Communication and Education

Some parents (6/14 parents) managed cyber-security in the family primarily via the relationships with children and educating them as to the potential dangers of going online rather than attempting to control their exposure or shielding them. Some parents combined this approach with other security strategies such as the use of technical solutions (“I would take that twin thing of trying to have some security settings and also getting them to talk to me”: Cath, F, 47 years) whilst others acknowledged the futile nature of trying to control what her children were exposed to online, given its growing ubiquity. Rather, they felt that educating and communicating with her children about what they were doing online was a more realistic approach, as described by this mother of two teenage boys: “However many controls I put in the home, if I limited, if I blocked Wi-Fi, if I limited anything, from what they tell me about what happens at school, they can see whatever they want whenever they want to so for me its more important about making them understand what’s appropriate and what’s not.” (Samantha, F, 49 years).
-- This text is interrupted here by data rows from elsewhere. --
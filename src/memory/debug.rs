//! Debug-layer support: guard bytes, free-poisoning, leak tracking.
//!
//! Guards and poison follow the canary scheme: active only under
//! `debug_assertions`, zero overhead in release builds. Leak tracking is a
//! cargo feature (`leak-tracking`) because production builds sometimes want
//! it too.

#![allow(dead_code)]

/// Byte pattern written into both guard runs.
pub(crate) const GUARD_PATTERN: u8 = 0xAB;

/// Guard run length, bytes. One run before the user range, one at the end
/// of the block slot.
pub(crate) const GUARD_SIZE: usize = 16;

/// Bytes a guarded allocation adds to the routed size.
pub(crate) const GUARD_OVERHEAD: usize = 2 * GUARD_SIZE;

/// Byte written over freed sub-cell blocks (minus the link word).
pub(crate) const POISON_BYTE: u8 = 0xDD;

/// Guarded sub-cell block layout:
///
/// ```text
///   [0 .. 16)            front guard
///   [16 .. 16 + user)    user data
///   [class-16 .. class)  rear guard
/// ```
///
/// Both guard runs sit at offsets derived from the class size alone, so
/// validation needs no record of the requested size. The user pointer is
/// `block + GUARD_SIZE`; `free_bytes` recognizes a guarded block by that
/// offset within the block slot.
#[cfg(debug_assertions)]
pub(crate) unsafe fn write_guards(block: *mut u8, class_size: usize) {
    debug_assert!(class_size >= GUARD_OVERHEAD);
    // Safety: caller owns the whole block slot.
    unsafe {
        std::ptr::write_bytes(block, GUARD_PATTERN, GUARD_SIZE);
        std::ptr::write_bytes(block.add(class_size - GUARD_SIZE), GUARD_PATTERN, GUARD_SIZE);
    }
}

/// Check both guard runs of a guarded block. `block` is the slot base, not
/// the user pointer.
#[cfg(debug_assertions)]
pub(crate) unsafe fn guards_intact(block: *const u8, class_size: usize) -> bool {
    // Safety: caller guarantees block spans class_size readable bytes.
    unsafe {
        let front = std::slice::from_raw_parts(block, GUARD_SIZE);
        let rear = std::slice::from_raw_parts(block.add(class_size - GUARD_SIZE), GUARD_SIZE);
        front.iter().all(|&b| b == GUARD_PATTERN) && rear.iter().all(|&b| b == GUARD_PATTERN)
    }
}

// ---------------------------------------------------------------------------
// Leak tracking
// ---------------------------------------------------------------------------

#[cfg(feature = "leak-tracking")]
pub(crate) use leak_table::LeakTable;

#[cfg(feature = "leak-tracking")]
mod leak_table {
    use crate::sync::Mutex;
    use std::collections::HashMap;

    #[derive(Clone, Copy, Debug)]
    pub(crate) struct LeakRecord {
        pub(crate) size: usize,
        pub(crate) tag: u8,
    }

    /// Serialised map from user pointer to allocation record. Every alloc
    /// inserts, every free removes; what remains at context drop leaked.
    pub(crate) struct LeakTable {
        live: Mutex<HashMap<usize, LeakRecord>>,
    }

    impl LeakTable {
        pub(crate) fn new() -> Self {
            Self {
                live: Mutex::new(HashMap::new()),
            }
        }

        pub(crate) fn record(&self, ptr: usize, size: usize, tag: u8) {
            let mut live = self
                .live
                .lock()
                .unwrap_or_else(std::sync::PoisonError::into_inner);
            live.insert(ptr, LeakRecord { size, tag });
        }

        pub(crate) fn forget(&self, ptr: usize) {
            let mut live = self
                .live
                .lock()
                .unwrap_or_else(std::sync::PoisonError::into_inner);
            live.remove(&ptr);
        }

        pub(crate) fn live_count(&self) -> usize {
            self.live
                .lock()
                .unwrap_or_else(std::sync::PoisonError::into_inner)
                .len()
        }

        /// Print every live allocation to stderr. Returns the count.
        pub(crate) fn report(&self) -> usize {
            let live = self
                .live
                .lock()
                .unwrap_or_else(std::sync::PoisonError::into_inner);
            if live.is_empty() {
                return 0;
            }
            eprintln!("[cellar] {} live allocation(s):", live.len());
            let mut entries: Vec<_> = live.iter().collect();
            entries.sort_by_key(|(ptr, _)| **ptr);
            for (ptr, rec) in entries {
                eprintln!(
                    "  {:#x}: {} bytes, tag {}",
                    ptr, rec.size, rec.tag
                );
            }
            live.len()
        }
    }
}

#[cfg(all(test, not(loom)))]
mod tests {
    #[cfg(debug_assertions)]
    #[test]
    fn guards_detect_overflow() {
        use super::*;
        let mut block = vec![0u8; 128];
        // Safety: block spans 128 bytes.
        unsafe {
            write_guards(block.as_mut_ptr(), 128);
            assert!(guards_intact(block.as_ptr(), 128));

            // Scribble one byte past the user range (into the rear guard).
            block[127] = 0x00;
            assert!(!guards_intact(block.as_ptr(), 128));
        }
    }

    #[cfg(feature = "leak-tracking")]
    #[test]
    fn leak_table_tracks_live_set() {
        use super::LeakTable;
        let table = LeakTable::new();
        table.record(0x1000, 64, 1);
        table.record(0x2000, 128, 2);
        assert_eq!(table.live_count(), 2);

        table.forget(0x1000);
        assert_eq!(table.live_count(), 1);

        table.forget(0x2000);
        assert_eq!(table.live_count(), 0);
        assert_eq!(table.report(), 0);
    }
}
RQ5: What Are Some of the Social, Technological, and Psychological Outcomes of the Changes in Technology Adoption for Families in the United Kingdom

In terms of the social, technological and psychological outcomes of technology adoption for families, throughout the interviews many parents spontaneously discussed their feelings about the challenges of parenting in the digital age. We generated three themes to define these experiences described by parents. Parents discussed how they live in a ‘whole new world’, ushered in by the proliferation of technology into family life, and some parents chose to deliberately defer or avoid the use of technology in the home in response to this. Further, some parents described the feeling that the challenges of parenting have not essentially changed, apart from the new digital context: modern parenting is a case of same same, but different.

A Whole New World

Some parents (6/14 parents) described the feeling that technology is developing and infiltrating family life too quickly for parents to keep up with, sweeping their children’s development along with it: “It feels like things are happening earlier for our kids then for our generation. I think technology has a lot to do with thatfor our kids they can talk to their friends in this very private, secrets on their phones and it’s very differentthey live in a very different world” (Daisy, F, 46 years). Parents also expressed their feelings that it is out of their control how much their children use technology, and how it is now just ‘the way of the world,’ embedded in all aspects of modern life. Schools were highlighted as an influential institution, both in playing a role in educating children around online safety, but importantly, influencing the age at which children were given their first smartphone. This parent perceived that children at secondary school age were expected to have their own phone, meaning parents have little choice but to ensure their children own one by the age of 11: “the expectation is by the time they reach secondary school is that they have phonessomething we’d rather not have started but yes, we don’t seem to have a choice anymore.” (Rachel, F, 38 years).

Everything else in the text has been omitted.